*** Opening DATASET RECORDS ***

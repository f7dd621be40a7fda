use crate::config::Config;
use crate::model::{Agent, AgentId, N_STAGES, Sex, Traits};
use anyhow::{Context, Result};
use rand::prelude::*;
use rand_distr::{Bernoulli, Beta, Geometric, Uniform};

/// Draws per-agent demographic attributes and latent behavioral traits
/// at population-initialization time.
///
/// Every trait is a `Beta(2, b)` draw (or a transform of one) where `b`
/// is derived so that the distribution's mean matches a configured
/// target: a mean event interval of `m` timesteps gives
/// `Beta(2, 2m)` with mean `1 / (m + 1)`, and a target mean probability
/// `p` gives `Beta(2, 2/p - 2)` with mean exactly `p`. Beta support is
/// (0,1), so traits land in the required domain by construction.
pub struct Sampler {
    sex: Bernoulli,
    age: Uniform<f64>,
    stage: Geometric,
    stickiness: Beta<f64>,
    partner_forming: Beta<f64>,
    concurrency: Beta<f64>,
    sexual_drive: Beta<f64>,
    fifs_preference: Beta<f64>,
    force_male: Beta<f64>,
    force_female: Beta<f64>,
}

impl Sampler {
    pub fn new(cfg: &Config) -> Result<Self> {
        let dt = cfg.time.time_step;

        let interval_beta = |mean_time: f64, what: &str| {
            Beta::new(2.0, mean_time / dt * 2.0)
                .with_context(|| format!("failed to derive {what} distribution"))
        };
        let mean_beta = |mean_prob: f64, what: &str| {
            Beta::new(2.0, 2.0 / mean_prob - 2.0)
                .with_context(|| format!("failed to derive {what} distribution"))
        };

        Ok(Self {
            sex: Bernoulli::new(0.5).context("failed to construct sex distribution")?,
            age: Uniform::new(cfg.population.min_age, cfg.population.max_age)
                .context("failed to construct age distribution")?,
            stage: Geometric::new(cfg.population.prob_hiv_neg)
                .context("failed to construct initial stage distribution")?,
            stickiness: interval_beta(cfg.behavior.mean_partnership_time, "stickiness")?,
            partner_forming: interval_beta(cfg.behavior.mean_time_until_partner, "partner forming")?,
            concurrency: interval_beta(cfg.behavior.mean_time_concurrent, "concurrency")?,
            sexual_drive: interval_beta(cfg.behavior.mean_time_sex, "sexual drive")?,
            fifs_preference: mean_beta(cfg.behavior.preference_fifs, "fifs preference")?,
            force_male: mean_beta(cfg.infection.mean_risk_het_male_sex, "male force of infection")?,
            force_female: mean_beta(
                cfg.infection.mean_risk_het_female_sex,
                "female force of infection",
            )?,
        })
    }

    /// Sample one agent. The draw order is part of the reproducibility
    /// contract and must not change.
    pub fn sample_agent<R: Rng>(&self, id: AgentId, rng: &mut R) -> Agent {
        let sex = if self.sex.sample(rng) {
            Sex::Male
        } else {
            Sex::Female
        };
        let age = self.age.sample(rng);
        let hiv_stage = self.stage.sample(rng).min(N_STAGES as u64 - 1) as u8;
        let traits = Traits {
            stickiness: 1.0 - self.stickiness.sample(rng),
            partner_forming: self.partner_forming.sample(rng),
            concurrency: self.concurrency.sample(rng),
            sexual_drive: self.sexual_drive.sample(rng),
            fifs_preference: self.fifs_preference.sample(rng),
            force_of_infection: match sex {
                Sex::Male => self.force_male.sample(rng),
                Sex::Female => self.force_female.sample(rng),
            },
        };

        Agent {
            id,
            sex,
            age,
            hiv_stage,
            alive: true,
            partners: Vec::new(),
            traits,
        }
    }
}

#[cfg(test)]
mod tests {
    use super::*;
    use rand_chacha::ChaCha12Rng;

    fn test_config() -> Config {
        toml::from_str(&crate::config::example_toml()).unwrap()
    }

    #[test]
    fn traits_stay_in_unit_interval() {
        let sampler = Sampler::new(&test_config()).unwrap();
        let mut rng = ChaCha12Rng::seed_from_u64(1);

        for id in 0..1000 {
            let agent = sampler.sample_agent(id, &mut rng);
            let t = agent.traits;
            for val in [
                t.stickiness,
                t.partner_forming,
                t.concurrency,
                t.sexual_drive,
                t.fifs_preference,
                t.force_of_infection,
            ] {
                assert!((0.0..=1.0).contains(&val), "trait {val} out of [0,1]");
            }
            assert!((agent.hiv_stage as usize) < N_STAGES);
            assert!(agent.age >= 15.0 && agent.age < 20.0);
            assert!(agent.alive);
            assert!(agent.partners.is_empty());
        }
    }

    #[test]
    fn initial_stage_distribution_is_clamped_geometric() {
        let sampler = Sampler::new(&test_config()).unwrap();
        let mut rng = ChaCha12Rng::seed_from_u64(2);

        let n = 10_000;
        let mut stage_0 = 0;
        for id in 0..n {
            if sampler.sample_agent(id, &mut rng).hiv_stage == 0 {
                stage_0 += 1;
            }
        }

        // Expected uninfected fraction is the geometric parameter 0.9.
        let frac = stage_0 as f64 / n as f64;
        assert!((frac - 0.9).abs() < 0.01, "stage-0 fraction {frac}");
    }

    #[test]
    fn sampling_is_deterministic_for_a_fixed_seed() {
        let sampler = Sampler::new(&test_config()).unwrap();
        let mut rng_a = ChaCha12Rng::seed_from_u64(23);
        let mut rng_b = ChaCha12Rng::seed_from_u64(23);

        for id in 0..100 {
            let a = sampler.sample_agent(id, &mut rng_a);
            let b = sampler.sample_agent(id, &mut rng_b);
            assert_eq!(a.sex, b.sex);
            assert_eq!(a.age, b.age);
            assert_eq!(a.hiv_stage, b.hiv_stage);
            assert_eq!(a.traits.stickiness, b.traits.stickiness);
            assert_eq!(a.traits.force_of_infection, b.traits.force_of_infection);
        }
    }
}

*** Closing DATASET RECORDS ***

*AIM OF THE EXERCISE*: Locate the word "gives" in the data above. Copy every line carrying it.

*OUTPUT BELOW*:
/// target: a mean event interval of `m` timesteps gives
/// `p` gives `Beta(2, 2/p - 2)` with mean exactly `p`. Beta support is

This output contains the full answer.